Elena was wonderfully astonished at the idea of a high-rise turned into a giant greenhouse, its interior a branching tree through which a winged being could weave all the way to the ceiling. She crossed her fingers that Maeve would be able to come up with a solution.
“We might as well start on the top three floors, then,” she said, after a glance at the Primary to see if he agreed. “Maeve, I know plants, but the building’s going to be your ball game.”
“I’m on it.”
Leaving the other woman to talk to her team, Elena took the Primary to a gardening supplies warehouse, where she organized delivery of pots, soil, freestanding grow lights, and other items. Their next stop was a commercial greenhouse.
Two hours later, enough plants and supplies had been delivered that she put the Legion to work. It would take time for the modifications to the top floors to be completed; in the interim, she’d decided to transform the entire first floor into a place where plants could thrive and the Legion could rest.
Elena understood the need for a haven, a safe place.
With Maeve’s consent and advice, the winged fighters had already knocked down walls that weren’t load-bearing, opening up the space.
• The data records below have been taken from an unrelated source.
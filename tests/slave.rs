extern crate i2c_bitbang;

use std::collections::VecDeque;

use i2c_bitbang::*;
use i2c_bitbang::sim::{
	ScriptResult,
	ScriptStep,
	SimBus,
	SimMaster,
	SimMasterReport,
	SimPort,
	SimTimer,
};

const ADDRESS: u8 = 0x42;
// generous bound on simulated ticks per test
const TICK_LIMIT: u64 = 2_000_000;

#[derive(Default)]
struct Recorder {
	events: Vec<String>,
	tx: VecDeque<u8>,
	received: Vec<u8>,
	nack_read: bool,
	nack_byte: Option<usize>,
	// (timer, ticks) spent in every master_requires_data call
	delay: Option<(SimTimer, u32)>,
	shutdown_after_stops: Option<usize>,
	stops: usize,
	shutdown_handle: Option<ShutdownHandle>,
}

impl SlaveHandler for Recorder {
	fn ack_read_request(&mut self) -> Ack {
		self.events.push("read?".into());
		Ack::from(!self.nack_read)
	}

	fn ack_write_request(&mut self) -> Ack {
		self.events.push("write?".into());
		if let Some(handle) = &self.shutdown_handle {
			handle.request_shutdown();
		}
		Ack::Ack
	}

	fn master_requires_data(&mut self) -> u8 {
		if let Some((timer, ticks)) = &mut self.delay {
			timer.delay(*ticks);
		}
		let byte = self.tx.pop_front().unwrap_or(0xff);
		self.events.push(format!("tx {:02x}", byte));
		byte
	}

	fn master_sent_data(&mut self, data: u8) -> Ack {
		self.events.push(format!("rx {:02x}", data));
		self.received.push(data);
		Ack::from(self.nack_byte != Some(self.received.len() - 1))
	}

	fn stop_bit(&mut self) {
		self.events.push("stop".into());
		self.stops += 1;
	}

	fn shutdown_requested(&mut self) -> bool {
		self.shutdown_after_stops.map_or(false, |n| self.stops >= n)
	}

	fn shutdown(&mut self) {
		self.events.push("shutdown".into());
	}
}

fn setup(script: Vec<ScriptStep>) -> (SimBus, SimMasterReport, SlaveContext<SimPort, SimTimer>) {
	let bus = SimBus::new();
	let master = SimMaster::new(100, script).unwrap();
	let report = master.report();
	bus.attach(master);
	let config = SlaveConfig {
		scl: LineConfig::bit(0),
		sda: LineConfig::bit(1),
		..SlaveConfig::new(ADDRESS)
	};
	let slave = SlaveContext::new(bus.shared_port(0, 1), bus.timer(), config).unwrap();
	(bus, report, slave)
}

fn serve(bus: &SimBus, report: &SimMasterReport, slave: &mut SlaveContext<SimPort, SimTimer>, handler: &mut Recorder) {
	while !report.is_done() {
		slave.poll(handler);
		assert!(bus.now() < TICK_LIMIT, "simulated master did not finish");
	}
}

fn acked(bytes_sent: usize, data: Vec<u8>) -> ScriptResult {
	ScriptResult {
		outcome: TransferOutcome::Acked,
		bytes_sent,
		data,
	}
}

#[test]
fn write_and_read() {
	let (bus, report, mut slave) = setup(vec![
		ScriptStep::write(ADDRESS, &[0x10, 0x20], true),
		ScriptStep::read(ADDRESS, 2, true),
	]);
	let mut handler = Recorder {
		tx: vec![0xde, 0xad].into(),
		..Recorder::default()
	};
	serve(&bus, &report, &mut slave, &mut handler);

	assert_eq!(report.results(), vec![acked(2, vec![]), acked(0, vec![0xde, 0xad])]);
	assert_eq!(handler.events, vec!["write?", "rx 10", "rx 20", "stop", "read?", "tx de", "tx ad", "stop"]);
	assert_eq!(slave.state(), SlaveState::Idle);
}

#[test]
fn other_address_is_ignored() {
	let (bus, report, mut slave) = setup(vec![
		ScriptStep::write(ADDRESS + 1, &[1, 2], true),
		ScriptStep::read(ADDRESS + 1, 1, true),
	]);
	let mut handler = Recorder::default();
	serve(&bus, &report, &mut slave, &mut handler);

	assert!(report.results().iter().all(|r| r.outcome == TransferOutcome::Nacked));
	assert!(handler.events.is_empty());
	// only the initial release
	assert_eq!(bus.port_writes(0).len(), 1);
}

#[test]
fn handler_nacks_data_byte() {
	let (bus, report, mut slave) = setup(vec![ScriptStep::write(ADDRESS, &[1, 2, 3], true)]);
	let mut handler = Recorder {
		nack_byte: Some(1),
		..Recorder::default()
	};
	serve(&bus, &report, &mut slave, &mut handler);

	let results = report.results();
	let result = &results[0];
	assert_eq!(result.outcome, TransferOutcome::Nacked);
	assert_eq!(result.bytes_sent, 1);
	assert_eq!(handler.received, vec![1, 2]);
	assert_eq!(handler.events.last().map(String::as_str), Some("stop"));
}

#[test]
fn handler_rejects_read() {
	let (bus, report, mut slave) = setup(vec![ScriptStep::read(ADDRESS, 2, true)]);
	let mut handler = Recorder {
		nack_read: true,
		..Recorder::default()
	};
	serve(&bus, &report, &mut slave, &mut handler);

	assert_eq!(report.results()[0].outcome, TransferOutcome::Nacked);
	assert_eq!(handler.events, vec!["read?", "stop"]);
}

#[test]
fn slow_handler_stretches_clock() {
	let (bus, report, mut slave) = setup(vec![ScriptStep::read(ADDRESS, 2, true)]);
	let mut handler = Recorder {
		tx: vec![0x5a, 0xa5].into(),
		delay: Some((bus.timer(), 5_000)),
		..Recorder::default()
	};
	serve(&bus, &report, &mut slave, &mut handler);

	assert_eq!(report.results(), vec![acked(0, vec![0x5a, 0xa5])]);
	let long_stretches = report.stretches().iter().filter(|s| **s >= 4_000).count();
	assert_eq!(long_stretches, 2);
	assert!(report.max_stretch() <= 5_000 + 100);
}

#[test]
fn repeated_start_has_single_stop() {
	let (bus, report, mut slave) = setup(vec![
		ScriptStep::write(ADDRESS, &[0x05], false),
		ScriptStep::read(ADDRESS, 1, true),
	]);
	let mut handler = Recorder {
		tx: vec![0x77].into(),
		..Recorder::default()
	};
	serve(&bus, &report, &mut slave, &mut handler);

	assert_eq!(report.results(), vec![acked(1, vec![]), acked(0, vec![0x77])]);
	assert_eq!(handler.events, vec!["write?", "rx 05", "read?", "tx 77", "stop"]);
}

#[test]
fn repeated_start_to_other_device_still_reports_stop() {
	let (bus, report, mut slave) = setup(vec![
		ScriptStep::write(ADDRESS, &[0x05], false),
		ScriptStep::write(ADDRESS + 1, &[0x06], true),
	]);
	let mut handler = Recorder {
		shutdown_handle: Some(slave.shutdown_handle()),
		..Recorder::default()
	};
	// shutdown is already requested, but has to wait for the STOP
	while slave.poll(&mut handler) != SlaveState::ShuttingDown {
		assert!(bus.now() < TICK_LIMIT);
	}

	let results = report.results();
	assert_eq!(results[0], acked(1, vec![]));
	assert_eq!(results[1].outcome, TransferOutcome::Nacked);
	assert_eq!(handler.events, vec!["write?", "rx 05", "stop", "shutdown"]);
}

#[test]
fn shutdown_waits_for_idle_bus() {
	let (bus, report, mut slave) = setup(vec![ScriptStep::write(ADDRESS, &[1, 2, 3], true)]);
	let mut handler = Recorder {
		shutdown_handle: Some(slave.shutdown_handle()),
		..Recorder::default()
	};
	while slave.poll(&mut handler) != SlaveState::ShuttingDown {
		assert!(bus.now() < TICK_LIMIT);
	}

	assert_eq!(report.results(), vec![acked(3, vec![])]);
	assert_eq!(handler.events, vec!["write?", "rx 01", "rx 02", "rx 03", "stop", "shutdown"]);
	assert_eq!(slave.poll(&mut handler), SlaveState::ShuttingDown);
	assert_eq!(handler.events.len(), 6);
	// the master only has its bus free time left
	bus.advance(1_000);
	assert!(report.is_done());
}

#[test]
fn run_until_handler_asks_to_stop() {
	let (_bus, report, mut slave) = setup(vec![
		ScriptStep::write(ADDRESS, &[9], true),
		ScriptStep::write(ADDRESS, &[8], true),
	]);
	let mut handler = Recorder {
		shutdown_after_stops: Some(2),
		..Recorder::default()
	};
	slave.run(&mut handler);

	assert_eq!(report.results().len(), 2);
	assert_eq!(handler.received, vec![9, 8]);
	assert_eq!(handler.events.last().map(String::as_str), Some("shutdown"));
	let (wiring, _timer) = slave.shutdown();
	assert!(wiring.is_shared());
}

#[test]
fn idle_shutdown_is_immediate() {
	let (_bus, _report, mut slave) = setup(vec![]);
	let mut handler = Recorder::default();
	let handle = slave.shutdown_handle();
	assert_eq!(slave.poll(&mut handler), SlaveState::Idle);
	handle.request_shutdown();
	assert_eq!(slave.poll(&mut handler), SlaveState::ShuttingDown);
	assert_eq!(handler.events, vec!["shutdown"]);
}

#[test]
fn invalid_address_rejected() {
	let bus = SimBus::new();
	let err = SlaveContext::new(bus.shared_port(0, 1), bus.timer(), SlaveConfig {
		scl: LineConfig::bit(0),
		sda: LineConfig::bit(1),
		..SlaveConfig::new(0x80)
	}).err();
	assert_eq!(err, Some(ConfigError::InvalidAddress(0x80)));
}

#[test]
fn default_config_fits_shared_port() {
	let bus = SimBus::new();
	let slave = SlaveContext::new(bus.shared_port(0, 1), bus.timer(), SlaveConfig::new(ADDRESS));
	assert!(slave.is_ok());
}
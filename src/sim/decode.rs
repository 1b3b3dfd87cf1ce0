use super::TraceEntry;

#[derive(Clone, Copy, PartialEq, Eq, Debug)]
pub enum BusEvent {
	Start,
	/// START without a STOP since the previous one
	RepeatedStart,
	Stop,
	/// eight data bits plus the acknowledge bit that followed
	Byte {
		value: u8,
		ack: bool,
	},
}

/// Turn a level trace into protocol events.
///
/// Bits are taken on SCL rising edges; SDA changes while SCL stays high are
/// START/STOP conditions. Bits before the first START are ignored.
pub fn decode(trace: &[TraceEntry]) -> Vec<BusEvent> {
	let mut events = Vec::new();
	let mut in_transaction = false;
	let mut bits = 0u32;
	let mut value = 0u8;

	for pair in trace.windows(2) {
		let (prev, cur) = (pair[0].levels, pair[1].levels);
		if prev.scl && cur.scl {
			if prev.sda && !cur.sda {
				events.push(if in_transaction { BusEvent::RepeatedStart } else { BusEvent::Start });
				in_transaction = true;
				bits = 0;
				value = 0;
			} else if !prev.sda && cur.sda && in_transaction {
				events.push(BusEvent::Stop);
				in_transaction = false;
			}
		} else if !prev.scl && cur.scl && in_transaction {
			if bits < 8 {
				value = (value << 1) | cur.sda as u8;
				bits += 1;
			} else {
				events.push(BusEvent::Byte { value, ack: !cur.sda });
				bits = 0;
				value = 0;
			}
		}
	}
	events
}
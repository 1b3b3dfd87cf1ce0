#[macro_use]
extern crate failure;
#[macro_use]
extern crate log;

macro_rules! with_context {
	(( $fmt:tt $($t:tt)* ), $e:expr) => {{
		use failure::Error;

		match (|| { $e })() {
			Ok(v) => Ok(v),
			Err(e) => {
				let e: Error = e;
				let msg = format!(concat!($fmt, ": {}") $($t)*, e);
				Err(Error::from(e.context(msg)))
			}
		}
	}};

	($msg:expr, $e:expr) => {
		with_context!(("{}", $msg), $e)
	};
}

pub type AResult<T> = Result<T, failure::Error>;

pub mod error;
pub mod timing;
pub mod port;
pub mod master;
pub mod slave;
pub mod service;
pub mod sim;

pub use crate::error::ConfigError;
pub use crate::master::{
	Master,
	MasterConfig,
	MasterContext,
	ReadResult,
	RegisterOpOutcome,
	RegisterOps,
	TransferOutcome,
	WriteResult,
};
pub use crate::port::{
	LineConfig,
	Port,
	PullupStatus,
	Timer,
	Wiring,
};
pub use crate::slave::{
	Ack,
	ShutdownHandle,
	SlaveConfig,
	SlaveContext,
	SlaveHandler,
	SlaveState,
};
pub use crate::timing::BusTiming;
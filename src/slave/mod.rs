/// I2C bus slave: watches the lines for a remote master and answers on
/// behalf of an application implementing `SlaveHandler`.
///
/// The engine clock-stretches (holds SCL low) while a handler callback runs,
/// so callbacks may take as long as they need; the remote master simply
/// waits.

mod context;

use std::sync::atomic::{
	AtomicBool,
	Ordering,
};
use std::sync::Arc;

pub use self::context::{
	DEFAULT_DATA_SETUP_TICKS,
	SlaveConfig,
	SlaveContext,
};

#[derive(Clone, Copy, PartialEq, Eq, Debug)]
pub enum Ack {
	Ack,
	Nack,
}

impl Ack {
	pub fn is_ack(self) -> bool {
		self == Ack::Ack
	}
}

impl From<bool> for Ack {
	fn from(v: bool) -> Self {
		if v { Ack::Ack } else { Ack::Nack }
	}
}

#[derive(Clone, Copy, PartialEq, Eq, Debug)]
pub enum SlaveState {
	Idle,
	/// clocking in address and direction
	AddressPhase,
	/// addressed for a master read; we supply data
	ReadDataPhase,
	/// addressed for a master write; we receive data
	WriteDataPhase,
	ShuttingDown,
}

/// Application side of the slave. Every method except the notifications is
/// called with SCL held low.
pub trait SlaveHandler {
	fn ack_read_request(&mut self) -> Ack;

	fn ack_write_request(&mut self) -> Ack;

	/// next byte to send; called for every byte the master ACKs
	fn master_requires_data(&mut self) -> u8;

	/// byte written by the master; the result is sent as its ACK bit
	fn master_sent_data(&mut self, data: u8) -> Ack;

	/// a transaction addressed to us ended with a STOP
	fn stop_bit(&mut self);

	/// polled whenever the bus is idle and no transaction we took part in
	/// is waiting for its STOP
	fn shutdown_requested(&mut self) -> bool {
		false
	}

	/// the engine stopped monitoring the bus
	fn shutdown(&mut self) {}
}

/// Asks a running slave to stop once the bus is idle and its last
/// transaction has seen a STOP.
#[derive(Clone, Debug, Default)]
pub struct ShutdownHandle(Arc<AtomicBool>);

impl ShutdownHandle {
	pub fn request_shutdown(&self) {
		self.0.store(true, Ordering::SeqCst);
	}

	pub fn is_requested(&self) -> bool {
		self.0.load(Ordering::SeqCst)
	}
}
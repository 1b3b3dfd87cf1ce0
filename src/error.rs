use failure::Fail;

/// Invalid engine configuration; no engine is constructed.
#[derive(Clone, Copy, PartialEq, Eq, Debug, Fail)]
pub enum ConfigError {
	#[fail(display = "bus speed {} kbit/s out of range (1..=400)", _0)]
	SpeedOutOfRange(u32),
	#[fail(display = "bit position {} does not fit a 32-bit port", _0)]
	BitPositionOutOfRange(u32),
	#[fail(display = "SCL and SDA share port bit {}", _0)]
	SharedBitPosition(u32),
	#[fail(display = "other bits mask 0x{:08x} covers I2C line bit {}", _0, _1)]
	MaskCoversLine(u32, u32),
	#[fail(display = "device address 0x{:02x} is not a 7-bit address", _0)]
	InvalidAddress(u8),
}
#[macro_use]
extern crate clap;
#[macro_use]
extern crate failure;
#[macro_use]
extern crate log;

extern crate i2c_bitbang;
use i2c_bitbang::*;

use std::path::Path;
use std::process::exit;

use i2c_bitbang::port::{
	StdTimer,
	open_mapped_port,
};
use i2c_bitbang::sim::{
	SimBus,
	SimSlaveDevice,
};
use i2c_bitbang::timing::TIMER_MHZ;

// decimal, or hex with 0x prefix
fn parse_number(value: &str) -> AResult<u32> {
	let res = if value.starts_with("0x") || value.starts_with("0X") {
		u32::from_str_radix(&value[2..], 16)
	} else {
		value.parse::<u32>()
	};
	res.map_err(|e| {
		let e = failure::Error::from(e);
		let msg = format!("invalid number {:?}: {}", value, e);
		e.context(msg).into()
	})
}

fn get_param(matches: &clap::ArgMatches, name: &str) -> AResult<u32> {
	let param = match matches.value_of(name) {
		Some(p) => p,
		None => bail!("missing parameter {}", name),
	};
	parse_number(param).map_err(|e| {
		let msg = format!("invalid paramater {}", name);
		e.context(msg).into()
	})
}

fn get_param_or(matches: &clap::ArgMatches, name: &str, default: u32) -> AResult<u32> {
	if matches.is_present(name) {
		get_param(matches, name)
	} else {
		Ok(default)
	}
}

fn get_byte(matches: &clap::ArgMatches, name: &str) -> AResult<u8> {
	let value = get_param(matches, name)?;
	ensure!(value <= 0xff, "{} out of range: {}", name, value);
	Ok(value as u8)
}

fn get_bytes(matches: &clap::ArgMatches, name: &str) -> AResult<Vec<u8>> {
	let mut bytes = Vec::new();
	for value in matches.values_of(name).into_iter().flatten() {
		let value = parse_number(value)?;
		ensure!(value <= 0xff, "byte out of range: {}", value);
		bytes.push(value as u8);
	}
	Ok(bytes)
}

fn ticks_to_ns(ticks: u32) -> u32 {
	ticks * 1000 / TIMER_MHZ
}

fn show_timing(sub_m: &clap::ArgMatches) -> AResult<()> {
	let kbps = get_param(sub_m, "KBPS")?;
	let timing = BusTiming::new(kbps)?;

	println!("{} kbit/s ({} MHz timer)", kbps, TIMER_MHZ);
	let rows = [
		("bit time", timing.bit_time),
		("start hold", timing.start_hold),
		("repeated start setup", timing.restart_setup),
		("stop setup", timing.stop_setup),
		("SCL low", timing.low_period),
		("SCL high", timing.high_period),
		("bus free", timing.bus_free()),
		("data setup", timing.data_setup()),
	];
	for (name, ticks) in rows.iter() {
		println!("  {:<22} {:>7} ticks {:>9} ns", name, ticks, ticks_to_ns(*ticks));
	}

	Ok(())
}

fn sim_master(sub_m: &clap::ArgMatches, bus: &SimBus) -> AResult<MasterContext<sim::SimPort, sim::SimTimer>> {
	let config = MasterConfig {
		kbits_per_second: get_param_or(sub_m, "speed", 100)?,
		scl: LineConfig::bit(0),
		sda: LineConfig::bit(1),
		..MasterConfig::default()
	};
	Ok(MasterContext::new(bus.shared_port(0, 1), bus.timer(), config)?)
}

fn print_trace(bus: &SimBus) {
	for event in bus.events() {
		println!("  {:?}", event);
	}
	println!("  ({} ticks)", bus.now());
}

fn sim_write(sub_m: &clap::ArgMatches) -> AResult<()> {
	let address = get_byte(sub_m, "ADDRESS")?;
	let data = get_bytes(sub_m, "DATA")?;

	let bus = SimBus::new();
	let mut device = SimSlaveDevice::new(get_byte_or(sub_m, "device", address)?);
	if sub_m.is_present("nack_at") {
		let nack_at = get_param(sub_m, "nack_at")? as usize;
		let mut acks = vec![true; nack_at];
		acks.push(false);
		device = device.with_ack_sequence(acks);
	}
	let transfers = device.transfers();
	bus.attach(device);

	let mut master = sim_master(sub_m, &bus)?;
	let result = master.write(address, &data, true);
	println!("{:?}, {}/{} bytes sent", result.outcome, result.bytes_sent, data.len());
	print_trace(&bus);
	debug!("device saw {:?}", transfers.get());

	Ok(())
}

fn sim_read(sub_m: &clap::ArgMatches) -> AResult<()> {
	let address = get_byte(sub_m, "ADDRESS")?;
	let len = get_param(sub_m, "LEN")? as usize;

	let bus = SimBus::new();
	let device = SimSlaveDevice::new(get_byte_or(sub_m, "device", address)?)
		.with_tx_data(get_bytes(sub_m, "data")?);
	bus.attach(device);

	let mut master = sim_master(sub_m, &bus)?;
	let result = master.read(address, len, true);
	println!("{:?}: {:02x?}", result.outcome, result.data);
	print_trace(&bus);

	Ok(())
}

fn get_byte_or(matches: &clap::ArgMatches, name: &str, default: u8) -> AResult<u8> {
	if matches.is_present(name) {
		get_byte(matches, name)
	} else {
		Ok(default)
	}
}

fn scan(sub_m: &clap::ArgMatches) -> AResult<()> {
	let path = match sub_m.value_of("MAP") {
		Some(p) => Path::new(p),
		None => bail!("missing parameter MAP"),
	};
	let output_offset = get_param(sub_m, "output")? as usize;
	let input_offset = get_param_or(sub_m, "input", output_offset as u32)? as usize;
	let port = open_mapped_port(path, output_offset, input_offset)?;

	let config = MasterConfig {
		kbits_per_second: get_param_or(sub_m, "speed", 100)?,
		scl: LineConfig::bit(get_param(sub_m, "scl")?),
		sda: LineConfig::bit(get_param(sub_m, "sda")?),
		..MasterConfig::default()
	};
	let mut master = MasterContext::new(Wiring::Shared(port), StdTimer::new(), config)?;

	match master.check_pullups() {
		PullupStatus::Present => (),
		status => {
			eprintln!("Bus not usable: {:?}", status);
			exit(1);
		},
	}

	let mut found = 0;
	for address in 0x08..0x78u8 {
		let result = master.write(address, &[], true);
		match result.outcome {
			TransferOutcome::Acked => {
				println!("0x{:02x}", address);
				found += 1;
			},
			TransferOutcome::Nacked => (),
			outcome => warn!("probing 0x{:02x}: {:?}", address, outcome),
		}
	}
	info!("{} device(s) found", found);
	master.shutdown();

	Ok(())
}

fn main_app() -> AResult<()> {
	let matches = clap_app!(@app (app_from_crate!())
		(@setting SubcommandRequiredElseHelp)
		(global_setting: clap::AppSettings::VersionlessSubcommands)
		(@subcommand timing =>
			(about: "show bus timing for a speed")
			(@arg KBPS: +required "bus speed in kbit/s (1-400)")
		)
		(@subcommand sim_write =>
			(about: "write to a simulated device and show the bus trace")
			(@arg speed: -s --speed +takes_value "bus speed in kbit/s (default 100)")
			(@arg device: -d --device +takes_value "address the simulated device answers (default ADDRESS)")
			(@arg nack_at: -n --("nack-at") +takes_value "data byte index the device NACKs")
			(@arg ADDRESS: +required "7-bit device address")
			(@arg DATA: ... "data bytes")
		)
		(@subcommand sim_read =>
			(about: "read from a simulated device and show the bus trace")
			(@arg speed: -s --speed +takes_value "bus speed in kbit/s (default 100)")
			(@arg device: -d --device +takes_value "address the simulated device answers (default ADDRESS)")
			(@arg data: --data +takes_value ... "bytes the device sends")
			(@arg ADDRESS: +required "7-bit device address")
			(@arg LEN: +required "number of bytes to read")
		)
		(@subcommand scan =>
			(about: "probe all addresses on a memory-mapped GPIO port")
			(@arg speed: -s --speed +takes_value "bus speed in kbit/s (default 100)")
			(@arg output: --out +takes_value +required "output register offset")
			(@arg input: --("in") +takes_value "input register offset (default: output offset)")
			(@arg scl: --scl +takes_value +required "SCL bit")
			(@arg sda: --sda +takes_value +required "SDA bit")
			(@arg MAP: +required "file to map (e.g. PCI resource or /dev/mem window)")
		)
	).get_matches();

	match matches.subcommand() {
		("timing", Some(sub_m)) => {
			show_timing(sub_m)
		},
		("sim_write", Some(sub_m)) => {
			sim_write(sub_m)
		},
		("sim_read", Some(sub_m)) => {
			sim_read(sub_m)
		},
		("scan", Some(sub_m)) => {
			scan(sub_m)
		},
		("", _) => bail!("no subcommand"),
		(cmd, _) => bail!("not implemented subcommand {:?}", cmd),
	}
}

fn main() {
	env_logger::from_env(env_logger::Env::default().default_filter_or("info")).init();

	if let Err(e) = main_app() {
		error!("Error: {}", e);
		exit(1);
	}
}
They’d also ripped up the carpet and cleaned the floor so it was smooth. All of it since six that morning.
As she helped rig things up so this floor would have adequate heat and humidity, then showed the Legion fighters how to handle the more delicate plants, she began to feel her own body relax. Their pleasure in the earth was transcendent, the haunting peace of it wrapping her in its wings . . . until her skin rippled with a cold shiver, her heart punching into her rib cage.
She could hear them, the echo of whispers that together was a mind created of hundreds; it was a rushing, overwhelming sound inside her skull, like a wave crashing inside a cave. “Stop,” she gasped out.
Silence.
The Primary was in front of her seconds later. “The consort does not wish to join our conversation?”
That was when Elena understood the voices had been an invitation. “One at a time,” she said, not sure quite what she was doing but feeling an odd sense of . . . vulnerability around her. “I want to know you one at a time.”
A rustling consternation.
“We are one,” the Primary said. “We are the Legion.”
“This,” she said, brushing her hands over the miniature mandarin orange tree in front of her, “is one. The root systems, the trunk, the branches, the leaves, they all act together with one goal. Yet not one of the leaves is exactly the same. You can be one without being identical copies.”